GOAL OF THE EXERCISE
Among the records that follow, set down only the lines from the one containing "#[error(transparent)]" to the one containing "pub fn is_permanent(&self)", both included, exactly.

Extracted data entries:
━━━
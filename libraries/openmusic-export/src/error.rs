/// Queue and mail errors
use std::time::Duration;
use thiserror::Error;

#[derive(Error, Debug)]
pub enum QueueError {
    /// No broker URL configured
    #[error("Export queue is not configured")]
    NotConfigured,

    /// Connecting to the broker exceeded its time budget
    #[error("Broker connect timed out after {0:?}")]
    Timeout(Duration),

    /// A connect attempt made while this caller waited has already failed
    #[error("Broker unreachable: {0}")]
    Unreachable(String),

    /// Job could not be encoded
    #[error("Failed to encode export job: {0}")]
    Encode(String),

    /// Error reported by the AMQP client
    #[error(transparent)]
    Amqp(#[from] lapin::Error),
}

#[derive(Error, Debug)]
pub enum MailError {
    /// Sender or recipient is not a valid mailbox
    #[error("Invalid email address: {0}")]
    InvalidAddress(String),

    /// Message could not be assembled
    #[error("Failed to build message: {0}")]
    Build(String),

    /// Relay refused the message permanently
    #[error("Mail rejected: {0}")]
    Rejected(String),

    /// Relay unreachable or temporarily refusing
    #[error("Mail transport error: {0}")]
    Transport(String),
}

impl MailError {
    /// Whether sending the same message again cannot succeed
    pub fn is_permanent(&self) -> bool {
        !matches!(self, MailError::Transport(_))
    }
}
━━━
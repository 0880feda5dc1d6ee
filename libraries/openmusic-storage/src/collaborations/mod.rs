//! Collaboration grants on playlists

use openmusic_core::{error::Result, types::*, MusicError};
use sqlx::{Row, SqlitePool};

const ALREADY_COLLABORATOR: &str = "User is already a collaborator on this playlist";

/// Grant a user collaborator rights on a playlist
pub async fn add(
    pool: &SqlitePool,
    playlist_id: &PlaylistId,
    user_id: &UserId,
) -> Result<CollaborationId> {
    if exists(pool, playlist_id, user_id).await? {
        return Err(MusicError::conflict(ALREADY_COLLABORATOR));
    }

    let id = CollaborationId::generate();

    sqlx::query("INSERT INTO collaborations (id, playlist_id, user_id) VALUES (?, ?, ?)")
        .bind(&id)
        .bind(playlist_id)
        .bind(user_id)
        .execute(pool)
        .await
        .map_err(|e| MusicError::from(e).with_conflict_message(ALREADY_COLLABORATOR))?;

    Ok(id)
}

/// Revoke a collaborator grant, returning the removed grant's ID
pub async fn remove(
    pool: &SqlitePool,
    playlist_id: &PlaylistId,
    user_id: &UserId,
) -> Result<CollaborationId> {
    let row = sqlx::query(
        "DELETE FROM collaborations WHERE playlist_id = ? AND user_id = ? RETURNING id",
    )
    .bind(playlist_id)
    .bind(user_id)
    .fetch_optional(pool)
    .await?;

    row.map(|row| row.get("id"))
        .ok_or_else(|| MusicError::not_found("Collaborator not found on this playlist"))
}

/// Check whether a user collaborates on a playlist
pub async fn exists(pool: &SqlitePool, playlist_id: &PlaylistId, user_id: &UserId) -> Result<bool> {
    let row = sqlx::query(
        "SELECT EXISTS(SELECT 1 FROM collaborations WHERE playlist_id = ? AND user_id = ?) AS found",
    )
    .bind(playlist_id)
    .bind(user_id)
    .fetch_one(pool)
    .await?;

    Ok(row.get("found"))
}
━━━
TASK RESULT
    #[error(transparent)]
    Amqp(#[from] lapin::Error),
}

#[derive(Error, Debug)]
pub enum MailError {
    /// Sender or recipient is not a valid mailbox
    #[error("Invalid email address: {0}")]
    InvalidAddress(String),

    /// Message could not be assembled
    #[error("Failed to build message: {0}")]
    Build(String),

    /// Relay refused the message permanently
    #[error("Mail rejected: {0}")]
    Rejected(String),

    /// Relay unreachable or temporarily refusing
    #[error("Mail transport error: {0}")]
    Transport(String),
}

impl MailError {
    /// Whether sending the same message again cannot succeed
    pub fn is_permanent(&self) -> bool {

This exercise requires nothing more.